The word "public" occurs in some lines of the listing. Copy those lines.

++++++

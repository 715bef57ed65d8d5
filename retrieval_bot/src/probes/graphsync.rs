use async_trait::async_trait;
use cid::Cid;
use color_eyre::{eyre::WrapErr, Result};
use tokio_util::sync::CancellationToken;

use crate::net::{new_probe_swarm, GraphsyncClient, PeerAddr};
use crate::types::{RetrievalResult, Task};
use crate::worker::Probe;

/// Legacy DAG-transfer path: dial the provider's announced addresses
/// directly, no endpoint negotiation.
pub struct GraphsyncProbe;

#[async_trait]
impl Probe for GraphsyncProbe {
    async fn do_work(
        &self,
        task: &Task,
        shutdown: &CancellationToken,
    ) -> Result<RetrievalResult> {
        let mut swarm = new_probe_swarm()?;

        let (peer_id, addrs) = task.provider.peer_addr()?;
        let target = PeerAddr { peer_id, addrs };
        let content_cid: Cid = task
            .content
            .cid
            .parse()
            .wrap_err("failed to parse content cid")?;

        let client = GraphsyncClient::new(task.timeout);
        client
            .retrieve(&mut swarm, &target, content_cid, shutdown)
            .await
    }
}
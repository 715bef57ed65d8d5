use std::time::Duration;

use color_eyre::{eyre::WrapErr, Result};
use tracing::info;

use crate::config;
use crate::integrations::tasks::add_tasks;
use crate::repository::{DealRepository, ResultRepository, TaskRepository};
use crate::resolver::{
    LocationResolver, ProviderResolver, DEFAULT_IPINFO_URL, DEFAULT_LOTUS_API_URL,
};

/// Coverage generator: probes every live (provider, piece) pair of an
/// explicit provider set once.
pub async fn run_coverage(providers: Vec<String>, requester: String) -> Result<()> {
    let deal_repo = DealRepository::connect(&config::get_required_string(
        config::STATEMARKETDEALS_DATABASE_URL,
    )?)
    .await?;

    let location_resolver = LocationResolver::new(
        config::get_string(config::IPINFO_URL, DEFAULT_IPINFO_URL),
        config::get_optional_string(config::IPINFO_TOKEN),
        config::get_optional_string(config::LOCATION_CACHE_URL),
        config::get_duration(config::LOCATION_CACHE_TTL, Duration::from_secs(24 * 3600)),
    );
    let provider_resolver = ProviderResolver::new(
        config::get_string(config::LOTUS_API_URL, DEFAULT_LOTUS_API_URL),
        config::get_optional_string(config::LOTUS_API_TOKEN),
        config::get_optional_string(config::PROVIDER_CACHE_URL),
        config::get_duration(config::PROVIDER_CACHE_TTL, Duration::from_secs(24 * 3600)),
    );

    let ip_info = location_resolver
        .lookup_self()
        .await
        .wrap_err("failed to get public IP info")?;
    info!(ip = %ip_info.ip, "public IP info retrieved");

    let documents = deal_repo.live_deals_for_providers(&providers).await?;
    info!(count = documents.len(), "market deals retrieved");

    let task_timeout = config::get_duration(
        config::FILPLUS_INTEGRATION_TASK_TIMEOUT,
        Duration::from_secs(15),
    );
    let outcome = add_tasks(
        &requester,
        &ip_info,
        documents,
        &location_resolver,
        &provider_resolver,
        task_timeout,
    )
    .await;

    if !outcome.tasks.is_empty() {
        let task_repo = TaskRepository::connect(&config::get_required_string(
            config::QUEUE_DATABASE_URL,
        )?)
        .await?;
        task_repo
            .enqueue_many(&outcome.tasks)
            .await
            .wrap_err("failed to insert tasks")?;
    }

    if !outcome.results.is_empty() {
        let result_repo = ResultRepository::connect(&config::get_required_string(
            config::RESULT_DATABASE_URL,
        )?)
        .await?;
        result_repo
            .insert_many(&outcome.results)
            .await
            .wrap_err("failed to insert results")?;
    }

    info!(
        tasks = outcome.tasks.len(),
        results = outcome.results.len(),
        "coverage run complete"
    );
    Ok(())
}
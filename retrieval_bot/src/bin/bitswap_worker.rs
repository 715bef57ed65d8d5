use color_eyre::Result;
use retrieval_bot::probes::BitswapProbe;
use retrieval_bot::types::ModuleName;
use retrieval_bot::worker::run_worker;

#[tokio::main]
async fn main() -> Result<()> {
    retrieval_bot::init_binary()?;
    run_worker(ModuleName::Bitswap, Box::new(BitswapProbe)).await
}
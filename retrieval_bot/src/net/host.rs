use std::time::Duration;

use color_eyre::Result;
use futures::StreamExt;
use libp2p::swarm::dial_opts::{DialOpts, PeerCondition};
use libp2p::swarm::{NetworkBehaviour, SwarmEvent};
use libp2p::{identify, noise, request_response, tcp, yamux, Multiaddr, PeerId, Swarm};

use crate::errors::RequestError;
use crate::net::bitswap::{BitswapCodec, BitswapInbound, WantRequest, BITSWAP_PROTOCOLS};
use crate::net::graphsync::{DataTransferCodec, DATA_TRANSFER_PROTOCOL};
use crate::net::transports::{TransportsCodec, TRANSPORTS_PROTOCOL};

const AGENT_VERSION: &str = concat!("retrieval-bot/", env!("CARGO_PKG_VERSION"));

/// Dialable peer identity: peer id plus its known addresses.
#[derive(Debug, Clone)]
pub struct PeerAddr {
    pub peer_id: PeerId,
    pub addrs: Vec<Multiaddr>,
}

/// The probe host. One swarm is constructed per retrieval and dropped on
/// every exit path; the protocol clients borrow it mutably in turn.
#[derive(NetworkBehaviour)]
pub struct ProbeBehaviour {
    pub identify: identify::Behaviour,
    pub bitswap: request_response::Behaviour<BitswapCodec>,
    pub transports: request_response::Behaviour<TransportsCodec>,
    pub graphsync: request_response::Behaviour<DataTransferCodec>,
}

pub fn new_probe_swarm() -> Result<Swarm<ProbeBehaviour>> {
    let swarm = libp2p::SwarmBuilder::with_new_identity()
        .with_tokio()
        .with_tcp(
            tcp::Config::default().nodelay(true),
            noise::Config::new,
            yamux::Config::default,
        )?
        .with_dns()?
        .with_behaviour(|key| ProbeBehaviour {
            identify: identify::Behaviour::new(
                identify::Config::new("/ipfs/id/1.0.0".to_string(), key.public())
                    .with_agent_version(AGENT_VERSION.to_string()),
            ),
            bitswap: request_response::Behaviour::with_codec(
                BitswapCodec::default(),
                BITSWAP_PROTOCOLS
                    .iter()
                    .map(|protocol| (protocol.clone(), request_response::ProtocolSupport::Full)),
                request_response::Config::default().with_request_timeout(Duration::from_secs(60)),
            ),
            transports: request_response::Behaviour::with_codec(
                TransportsCodec::default(),
                std::iter::once((
                    TRANSPORTS_PROTOCOL.clone(),
                    request_response::ProtocolSupport::Outbound,
                )),
                request_response::Config::default().with_request_timeout(Duration::from_secs(60)),
            ),
            graphsync: request_response::Behaviour::with_codec(
                DataTransferCodec::default(),
                std::iter::once((
                    DATA_TRANSFER_PROTOCOL.clone(),
                    request_response::ProtocolSupport::Outbound,
                )),
                request_response::Config::default().with_request_timeout(Duration::from_secs(60)),
            ),
        })
        .expect("behaviour construction cannot fail")
        .with_swarm_config(|config| config.with_idle_connection_timeout(Duration::from_secs(60)))
        .build();

    Ok(swarm)
}

/// Dials the peer and waits for the connection, honoring the timeout.
pub async fn connect(
    swarm: &mut Swarm<ProbeBehaviour>,
    target: &PeerAddr,
    timeout: Duration,
) -> Result<(), RequestError> {
    let dial = DialOpts::peer_id(target.peer_id)
        .condition(PeerCondition::Always)
        .addresses(target.addrs.clone())
        .build();
    swarm.dial(dial).map_err(|err| RequestError::CannotConnect {
        peer: target.peer_id.to_string(),
        message: err.to_string(),
    })?;

    let wait = async {
        loop {
            match swarm.select_next_some().await {
                SwarmEvent::ConnectionEstablished { peer_id, .. }
                    if peer_id == target.peer_id =>
                {
                    return Ok(());
                }
                SwarmEvent::OutgoingConnectionError {
                    peer_id: Some(peer_id),
                    error,
                    ..
                } if peer_id == target.peer_id => {
                    return Err(RequestError::CannotConnect {
                        peer: target.peer_id.to_string(),
                        message: error.to_string(),
                    });
                }
                _ => {}
            }
        }
    };

    match tokio::time::timeout(timeout, wait).await {
        Ok(result) => result,
        Err(_) => Err(RequestError::CannotConnect {
            peer: target.peer_id.to_string(),
            message: "dial timed out".to_string(),
        }),
    }
}

/// Connects and waits for the identify exchange, returning the peer's
/// announced protocol set and addresses.
pub async fn connect_and_identify(
    swarm: &mut Swarm<ProbeBehaviour>,
    target: &PeerAddr,
    timeout: Duration,
) -> Result<identify::Info, RequestError> {
    let deadline = tokio::time::Instant::now() + timeout;
    connect(swarm, target, timeout).await?;

    let wait = async {
        loop {
            if let SwarmEvent::Behaviour(ProbeBehaviourEvent::Identify(
                identify::Event::Received { peer_id, info, .. },
            )) = swarm.select_next_some().await
            {
                if peer_id == target.peer_id {
                    return info;
                }
            }
        }
    };

    tokio::time::timeout_at(deadline, wait)
        .await
        .map_err(|_| RequestError::Stream("identify timed out".to_string()))
}

/// Inbound bitswap streams carry the peer's responses; each one is
/// acknowledged so the stream closes cleanly.
pub fn acknowledge_bitswap_request(
    swarm: &mut Swarm<ProbeBehaviour>,
    channel: request_response::ResponseChannel<()>,
) {
    let _ = swarm.behaviour_mut().bitswap.send_response(channel, ());
}

/// Convenience alias for the bitswap request-response events.
pub type BitswapEvent = request_response::Event<WantRequest, Vec<BitswapInbound>>;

++++++

[Task output]:
        .wrap_err("failed to get public IP info")?;
    info!(ip = %ip_info.ip, "public IP info retrieved");
                identify::Config::new("/ipfs/id/1.0.0".to_string(), key.public())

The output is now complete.